This work is focused on the kinetics of hydrogen

This work is focused on the kinetics of hydrogen formation during sonolysis of water in the presence of powdered metal oxides. In cantharidin to H2O2, using H2 as a probe of sonochemical activity allows to minimize the secondary processes related for instance to reactivity and typical for H2O2. Several nanometric and micrometric metal dioxides (TiO2, ZrO2 and ThO2) were studied in argon-saturated water submitted to low- (20kHz) and high-frequency (362kHz) ultrasound in order to evaluate the effect of chemical nature as well as the particle size of these catalytically active metal oxides towards the sonochemical reactivity at different ultrasonic frequencies.

Materials and methods

Results and discussion

Conclusions
In summary, a chemical dosimeter based upon hydrogen evolution during water sonolysis has been applied to study the influence of solid particles towards the sonochemical activity in aqueous suspensions of metal oxides.
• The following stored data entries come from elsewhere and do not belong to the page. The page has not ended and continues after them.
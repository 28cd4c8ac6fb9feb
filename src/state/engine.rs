use crate::catalog::{self, ENCHANTED_GEM};
use crate::config::TrackerConfig;
use crate::event::{ChatKind, GameState, SlayerEvent, TaskVar};
use crate::matcher::{Npc, NpcId, RuleSet};
use crate::profile::{
    ProfileStore, AMOUNT_KEY, INIT_AMOUNT_KEY, POINTS_KEY, STREAK_KEY, TASK_LOC_KEY,
    TASK_NAME_KEY,
};
use crate::resolver::{self, NameResolver};
use crate::state::assignment::{Assignment, CounterInfo, Highlight, TrackerSignal};
use crate::text;
use chrono::{DateTime, Duration, Utc};
use std::collections::{HashMap, HashSet};
use std::sync::Arc;
use tokio::sync::broadcast;
use tracing::{debug, info, warn};

pub const SUPERIOR_MESSAGE: &str = "A superior foe has appeared...";

/// Amount used by the developer `task` command
const DEV_TASK_AMOUNT: u32 = 42;

/// Raw values of the task vars as last reported
#[derive(Clone, Copy, Debug, Default, PartialEq, Eq)]
pub struct TaskVars {
    pub task_size: i32,
    pub task_creature: i32,
    pub task_location: i32,
    pub task_boss: i32,
    pub points: i32,
    pub streak: i32,
}

/// Task tracker owns the current assignment and the tracked NPC set.
///
/// All mutation goes through the `on_*` handlers (or [`TaskTracker::process_event`]),
/// which must be called from a single event thread.
pub struct TaskTracker {
    config: TrackerConfig,

    store: Arc<dyn ProfileStore>,
    resolver: Arc<dyn NameResolver>,

    assignment: Assignment,
    vars: TaskVars,

    /// Rules compiled from the current assignment
    rules: RuleSet,

    /// Live NPCs by index
    npcs: HashMap<NpcId, Npc>,

    /// Live NPCs matching `rules`
    targets: HashSet<NpcId>,

    counter: Option<CounterInfo>,
    info_timer: Option<DateTime<Utc>>,

    /// Set on login/hop; the next reconciliation resumes instead of diffing
    pending_sync: bool,

    /// A task var changed since the last reconciliation
    update_requested: bool,

    signal_tx: broadcast::Sender<TrackerSignal>,
}

impl TaskTracker {
    pub fn new(
        config: TrackerConfig,
        store: Arc<dyn ProfileStore>,
        resolver: Arc<dyn NameResolver>,
    ) -> Self {
        let (signal_tx, _) = broadcast::channel(256);

        Self {
            config,
            store,
            resolver,
            assignment: Assignment::default(),
            vars: TaskVars::default(),
            rules: RuleSet::default(),
            npcs: HashMap::new(),
            targets: HashSet::new(),
            counter: None,
            info_timer: None,
            pending_sync: false,
            update_requested: false,
            signal_tx,
        }
    }

    /// Subscribe to presentation signals
    pub fn subscribe(&self) -> broadcast::Receiver<TrackerSignal> {
        self.signal_tx.subscribe()
    }

    pub fn assignment(&self) -> &Assignment {
        &self.assignment
    }

    /// Current assignment after applying any pending var changes
    pub fn settled_assignment(&mut self) -> &Assignment {
        self.flush();
        &self.assignment
    }

    pub fn vars(&self) -> TaskVars {
        self.vars
    }

    pub fn rules(&self) -> &RuleSet {
        &self.rules
    }

    pub fn targets(&self) -> &HashSet<NpcId> {
        &self.targets
    }

    pub fn is_target(&self, npc: NpcId) -> bool {
        self.targets.contains(&npc)
    }

    pub fn counter(&self) -> Option<&CounterInfo> {
        self.counter.as_ref()
    }

    pub fn is_pending_sync(&self) -> bool {
        self.pending_sync
    }

    pub fn config(&self) -> &TrackerConfig {
        &self.config
    }

    /// Dispatch one event to its handler
    pub fn process_event(&mut self, event: &SlayerEvent) {
        match event {
            SlayerEvent::GameStateChanged { state, .. } => self.on_game_state_changed(*state),
            SlayerEvent::GameTick => self.on_game_tick(),
            SlayerEvent::VarChanged { var, value } => self.on_var_changed(*var, *value),
            SlayerEvent::NpcSpawned { npc } => self.on_npc_spawned(npc.clone()),
            SlayerEvent::NpcDespawned { id } => self.on_npc_despawned(*id),
            SlayerEvent::ChatMessage { kind, message, .. } => self.on_chat_message(*kind, message),
            SlayerEvent::CommandExecuted { command, args } => {
                self.on_command_executed(command, args)
            }
            // Chat input belongs to the directory command handler
            SlayerEvent::ChatInput { .. } => {}
        }
    }

    /// Process a batch of events delivered together, then reconcile once
    pub fn process_batch(&mut self, events: &[SlayerEvent]) {
        for event in events {
            self.process_event(event);
        }
        self.flush();
    }

    /// Run a pending reconciliation, if any task var changed
    pub fn flush(&mut self) {
        if self.update_requested {
            self.update_requested = false;
            self.update_task();
        }
    }

    /// Plugin enabled; when already logged in, resume the task from the current vars
    pub fn start_up(&mut self, logged_in: bool) {
        if logged_in {
            self.pending_sync = true;
            self.update_task();
        }
    }

    pub fn shut_down(&mut self) {
        self.remove_counter();
        self.rules = RuleSet::default();
        self.targets.clear();
        self.update_requested = false;
    }

    pub fn on_game_state_changed(&mut self, state: GameState) {
        if state.starts_session() {
            self.assignment.name.clear();
            self.assignment.remaining = 0;
            self.pending_sync = true;
            self.targets.clear();
            self.npcs.clear();
        }
    }

    pub fn on_game_tick(&mut self) {
        self.on_game_tick_at(Utc::now());
    }

    /// Tick handling with an explicit clock
    pub fn on_game_tick_at(&mut self, now: DateTime<Utc>) {
        self.flush();

        if let Some(started) = self.info_timer {
            let timeout = self.config.stat_timeout_minutes;
            if timeout != 0 && now - started >= Duration::minutes(i64::from(timeout)) {
                self.remove_counter();
                self.info_timer = None;
            }
        }

        self.pending_sync = false;
    }

    pub fn on_var_changed(&mut self, var: TaskVar, value: i32) {
        match var {
            TaskVar::TaskSize => self.vars.task_size = value,
            TaskVar::TaskCreature => self.vars.task_creature = value,
            TaskVar::TaskLocation => self.vars.task_location = value,
            TaskVar::TaskBoss => self.vars.task_boss = value,
            TaskVar::Points => {
                self.vars.points = value;
                self.persist(POINTS_KEY, Some(&value.to_string()));
                self.refresh_counter();
            }
            TaskVar::Streak => {
                self.vars.streak = value;
                self.persist(STREAK_KEY, Some(&value.to_string()));
                self.refresh_counter();
            }
        }

        if var.affects_task() {
            self.update_requested = true;
        }
    }

    pub fn on_npc_spawned(&mut self, npc: Npc) {
        if self.rules.matches(&npc) {
            self.targets.insert(npc.id);
        }
        self.npcs.insert(npc.id, npc);
    }

    pub fn on_npc_despawned(&mut self, id: NpcId) {
        self.npcs.remove(&id);
        self.targets.remove(&id);
    }

    pub fn on_chat_message(&mut self, kind: ChatKind, message: &str) {
        if kind != ChatKind::GameMessage && kind != ChatKind::Spam {
            return;
        }

        if text::remove_tags(message) == SUPERIOR_MESSAGE && self.config.show_superior_notification
        {
            self.emit(TrackerSignal::Notification {
                message: SUPERIOR_MESSAGE.to_string(),
            });
        }
    }

    pub fn on_command_executed(&mut self, command: &str, args: &[String]) {
        if !self.config.developer_mode || command != "task" {
            return;
        }

        if let Some(name) = args.first() {
            self.set_task(name, DEV_TASK_AMOUNT, DEV_TASK_AMOUNT);
            debug!("Set task to {}", name);
        }
    }

    /// Replace the tracker configuration
    pub fn apply_config(&mut self, config: TrackerConfig) {
        let infobox_changed = config.show_infobox != self.config.show_infobox;
        self.config = config;

        if infobox_changed {
            if self.config.show_infobox {
                self.add_counter();
            } else {
                self.remove_counter();
            }
        } else {
            self.emit_highlights();
        }
    }

    /// Highlight for a live NPC, if it is a target and highlighting is on
    pub fn highlight_for(&self, npc: NpcId) -> Option<Highlight> {
        if !self.config.highlights_enabled() || !self.targets.contains(&npc) {
            return None;
        }

        Some(Highlight {
            npc,
            color: self.config.target_color.clone(),
            hull: self.config.highlight_hull,
            tile: self.config.highlight_tile,
            outline: self.config.highlight_outline,
        })
    }

    /// Set a task directly, showing the counter
    pub fn set_task(&mut self, name: &str, amount: u32, initial: u32) {
        self.apply_task(name.to_string(), amount, initial, None, true);
    }

    /// Reconcile the assignment against the current task vars
    fn update_task(&mut self) {
        let amount = u32::try_from(self.vars.task_size).unwrap_or(0);

        if amount > 0 {
            let task_name = resolver::resolve_task_name(
                self.resolver.as_ref(),
                self.vars.task_creature,
                self.vars.task_boss,
            );
            let task_location =
                resolver::resolve_location(self.resolver.as_ref(), self.vars.task_location);

            if self.pending_sync {
                self.pending_sync = false;

                if task_name.is_empty() {
                    info!(amount = amount, "Resumed task has no name, clearing");
                    self.apply_task(String::new(), 0, 0, None, false);
                    return;
                }

                debug!(
                    "Sync slayer task: {}x {} at {:?}",
                    amount, task_name, task_location
                );

                // initial amount is not in a var, so it comes from the stored profile
                let initial = self
                    .read_int(INIT_AMOUNT_KEY)
                    .and_then(|v| u32::try_from(v).ok())
                    .unwrap_or(0);
                self.apply_task(task_name, amount, initial, task_location, false);

                self.persist(POINTS_KEY, Some(&self.vars.points.to_string()));
                self.persist(STREAK_KEY, Some(&self.vars.streak.to_string()));
            } else if task_name != self.assignment.name || task_location != self.assignment.location
            {
                debug!(
                    "Task change: {}x {} at {:?}",
                    amount, task_name, task_location
                );
                let carried = self.assignment.initial;
                self.apply_task(task_name, amount, carried, task_location, true);
            } else if amount != self.assignment.remaining {
                debug!("Amount change: {} -> {}", self.assignment.remaining, amount);

                self.assignment.remaining = amount;
                self.persist(AMOUNT_KEY, Some(&amount.to_string()));

                if self.config.show_infobox {
                    self.add_counter();
                    if let Some(counter) = self.counter.as_mut() {
                        counter.count = amount;
                    }
                    self.emit(TrackerSignal::CounterUpdated { count: amount });
                    self.info_timer = Some(Utc::now());
                }
            }
        } else if self.assignment.remaining > 0 {
            info!(task = %self.assignment.name, "Task complete");
            self.apply_task(String::new(), 0, 0, None, true);
        }
    }

    fn apply_task(
        &mut self,
        name: String,
        amount: u32,
        initial: u32,
        location: Option<String>,
        show_counter: bool,
    ) {
        self.assignment = Assignment {
            name,
            remaining: amount,
            initial: amount.max(initial),
            location,
        };
        self.save();
        self.remove_counter();

        if show_counter {
            self.info_timer = Some(Utc::now());
            self.add_counter();
        }

        self.rebuild_rules();
    }

    fn rebuild_rules(&mut self) {
        let entry = catalog::lookup(&self.assignment.name.to_lowercase());
        self.rules = RuleSet::compile(&self.assignment.name, entry);
        self.rebuild_targets();
        self.emit_highlights();
    }

    fn rebuild_targets(&mut self) {
        self.targets = self
            .npcs
            .values()
            .filter(|npc| self.rules.matches(npc))
            .map(|npc| npc.id)
            .collect();
    }

    fn emit_highlights(&self) {
        self.emit(TrackerSignal::HighlightsRebuilt {
            targets: self.targets.len(),
        });
    }

    fn add_counter(&mut self) {
        if !self.config.show_infobox || self.counter.is_some() || self.assignment.name.is_empty() {
            return;
        }

        let icon_id = catalog::lookup(&self.assignment.name.to_lowercase())
            .map(|entry| entry.icon_id)
            .unwrap_or(ENCHANTED_GEM);

        let counter = CounterInfo {
            task_name: text::capitalize(&self.assignment.name),
            icon_id,
            count: self.assignment.remaining,
            location: self.assignment.location.clone().filter(|l| !l.is_empty()),
            points: self.read_int(POINTS_KEY),
            streak: self.read_int(STREAK_KEY),
            initial: self.assignment.initial,
        };

        self.counter = Some(counter.clone());
        self.emit(TrackerSignal::CounterAdded { counter });
    }

    fn remove_counter(&mut self) {
        if self.counter.take().is_some() {
            self.emit(TrackerSignal::CounterRemoved);
        }
    }

    /// Points and streak live in the counter tooltip, so it is rebuilt when they change
    fn refresh_counter(&mut self) {
        if self.counter.is_some() {
            self.remove_counter();
            self.add_counter();
        }
    }

    fn save(&self) {
        let a = &self.assignment;
        self.persist(AMOUNT_KEY, Some(&a.remaining.to_string()));
        self.persist(INIT_AMOUNT_KEY, Some(&a.initial.to_string()));
        self.persist(TASK_NAME_KEY, Some(&a.name));
        self.persist(TASK_LOC_KEY, a.location.as_deref());
    }

    fn persist(&self, key: &str, value: Option<&str>) {
        let result = match value {
            Some(v) => self.store.set(key, v),
            None => self.store.unset(key),
        };
        if let Err(e) = result {
            warn!(key = %key, error = %e, "Failed to persist profile value");
        }
    }

    fn read_int(&self, key: &str) -> Option<i32> {
        match self.store.get_int(key) {
            Ok(value) => value,
            Err(e) => {
                warn!(key = %key, error = %e, "Failed to read profile value");
                None
            }
        }
    }

    fn emit(&self, signal: TrackerSignal) {
        // No subscribers is fine
        let _ = self.signal_tx.send(signal);
    }
}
In contrast to the conventionally used determination of H2O2 formation rate, H2-probe is much less insensitive to the secondary catalytic degradation process at oxide surface and typical for H2O2. In general, hydrogen probe confirmed previous results dealing with the enhancement of bubble nucleation in the presence of solid particles in sonicated solutions. On the other hand, the study of H2 emission brings new insights about the mechanisms of interaction of solid particles with cavitation bubbles. The striking difference between low- and high-frequency ultrasound has been observed in our experiments. At 20kHz, solid particles improve water sonolysis whatever the size and the chemical nature of the studied metal oxides. However, the highest H2 yield normalized to the specific surface area of metal oxide is observed for micrometric particles where sonolysis is accompanied by particles fragmentation indicating the contribution of mechanochemical water molecule splitting in addition to the overall sonochemical process. At high-frequency ultrasound, the effect of solid particles towards H2 yield could be positive or negative depending on particle size. The micrometric particles inhibit the sonolysis of water due to strong ultrasound attenuation. On the other hand, the relatively small and various directional effects of nanoparticles results in a combination of nucleation enhancement and ultrasound attenuation. The latter process is much weaker for nanoparticles compared to micrometric ones.

Acknowledgements
V. Morosini acknowledges CEA – France/DEN/DRCP/MAR/PAREC for the support of his post-doctoral study.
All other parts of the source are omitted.